Student Loan Discharges: Four Legal Ways Federal Loans Can End
- Anthony Perano
- 6 hours ago
- 1 min read
Federal law provides several ways borrowers may legally eliminate student loan debt. These include bankruptcy discharge, disability discharge, borrower defense claims, and income-driven repayment forgiveness.
Student Loan Discharges: Four Legal Ways Federal Loans Can End
Federal law provides several ways borrowers may legally eliminate student loan debt. The four most important paths are bankruptcy discharge, disability discharge, borrower defense claims, and income-driven repayment forgiveness.
1. Bankruptcy Student Loan Discharge
Federal bankruptcy courts can discharge student loans when repayment would create undue hardship. This requires filing a lawsuit within the bankruptcy case asking the court to evaluate the borrower’s financial situation.

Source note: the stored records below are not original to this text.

//! Motion integration
//!
//! Plain Euler steps, one per frame, no sub-stepping. Paddles are clamped to
//! the field by repositioning; balls are only tested against the field edges
//! here and the games decide what an edge means.

use glam::Vec2;
use serde::{Deserialize, Serialize};

use super::geometry::Rect;
use super::input::Controls;
use crate::settings::Field;

/// Axis a paddle is constrained to
#[derive(Debug, Clone, Copy, PartialEq, Eq, Serialize, Deserialize)]
pub enum Axis {
    Horizontal,
    Vertical,
}

/// `position + velocity * dt`
#[inline]
pub fn integrate(position: Vec2, velocity: Vec2, dt: f32) -> Vec2 {
    position + velocity * dt
}

/// Advance a rectangle by its velocity
#[inline]
pub fn step(rect: &mut Rect, velocity: Vec2, dt: f32) {
    rect.center = integrate(rect.center, velocity, dt);
}

/// Keep `rect` inside `[0, extent]` along `axis` by moving its center
///
/// Never panics on a rect larger than the field; it pins to the low edge.
pub fn clamp_to_field(rect: &mut Rect, axis: Axis, extent: f32) {
    let (c, half) = match axis {
        Axis::Horizontal => (&mut rect.center.x, rect.half_extent.x),
        Axis::Vertical => (&mut rect.center.y, rect.half_extent.y),
    };
    *c = c.min(extent - half).max(half);
}

/// Move a paddle from held controls, then clamp it
///
/// Returns the velocity applied this tick (zero when idle or when opposing
/// directions are both held).
pub fn drive_paddle(
    rect: &mut Rect,
    controls: &Controls,
    axis: Axis,
    speed: f32,
    field: &Field,
    dt: f32,
) -> Vec2 {
    let (velocity, extent) = match axis {
        Axis::Horizontal => (Vec2::new(controls.horizontal() * speed, 0.0), field.width),
        Axis::Vertical => (Vec2::new(0.0, controls.vertical() * speed), field.height),
    };
    step(rect, velocity, dt);
    clamp_to_field(rect, axis, extent);
    velocity
}

/// Which field edges a point has strictly crossed
#[derive(Debug, Clone, Copy, Default, PartialEq, Eq)]
pub struct EdgeCrossing {
    pub left: bool,
    pub right: bool,
    pub top: bool,
    pub bottom: bool,
}

impl EdgeCrossing {
    pub fn of(point: Vec2, field: &Field) -> Self {
        Self {
            left: point.x < 0.0,
            right: point.x > field.width,
            top: point.y < 0.0,
            bottom: point.y > field.height,
        }
    }

    pub fn horizontal(&self) -> bool {
        self.left || self.right
    }

    pub fn vertical(&self) -> bool {
        self.top || self.bottom
    }

    pub fn any(&self) -> bool {
        self.horizontal() || self.vertical()
    }
}

#[cfg(test)]
mod tests {
    use super::*;

    #[test]
    fn test_integrate_euler() {
        let p = integrate(Vec2::new(10.0, 10.0), Vec2::new(60.0, -30.0), 0.5);
        assert_eq!(p, Vec2::new(40.0, -5.0));
    }

    #[test]
    fn test_clamp_right_edge_repositions_center() {
        let mut paddle = Rect::from_center_size(Vec2::new(790.0, 440.0), Vec2::new(50.0, 5.0));
        clamp_to_field(&mut paddle, Axis::Horizontal, 800.0);
        assert_eq!(paddle.center.x, 775.0);
        assert_eq!(paddle.right(), 800.0);
    }

    #[test]
    fn test_drive_paddle_clamps_top() {
        let field = Field::new(800.0, 450.0);
        let mut paddle = Rect::from_center_size(Vec2::new(5.0, 26.0), Vec2::new(5.0, 50.0));
        let up = Controls {
            move_up: true,
            ..Default::default()
        };
        let vel = drive_paddle(&mut paddle, &up, Axis::Vertical, 100.0, &field, 0.1);
        assert_eq!(vel, Vec2::new(0.0, -100.0));
        assert_eq!(paddle.top(), 0.0);
        assert_eq!(paddle.center.x, 5.0);
    }

    #[test]
    fn test_drive_paddle_opposing_keys_cancel() {
        let field = Field::new(800.0, 450.0);
        let mut paddle = Rect::from_center_size(Vec2::new(400.0, 440.0), Vec2::new(50.0, 5.0));
        let both = Controls {
            move_left: true,
            move_right: true,
            ..Default::default()
        };
        drive_paddle(&mut paddle, &both, Axis::Horizontal, 100.0, &field, 1.0 / 60.0);
        assert_eq!(paddle.center.x, 400.0);
    }

    #[test]
    fn test_edge_crossing_is_strict() {
        let field = Field::new(800.0, 450.0);
        assert!(!EdgeCrossing::of(Vec2::new(0.0, 450.0), &field).any());
        let e = EdgeCrossing::of(Vec2::new(-0.1, 451.0), &field);
        assert!(e.left && e.bottom && !e.right && !e.top);
    }
}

2. Total and Permanent Disability Discharge
Borrowers who cannot maintain consistent employment due to medical or psychological conditions may qualify for a Total and Permanent Disability discharge of their federal student loans.
3. Borrower Defense to Repayment
If a school misled students about job placement, licensing eligibility, or the value of the program, the Department of Education may discharge the federal loans connected to that program.
4. Income-Driven Repayment Forgiveness
Income-Driven Repayment plans tie payments to income levels. After the required repayment period, remaining federal loan balances may be forgiven.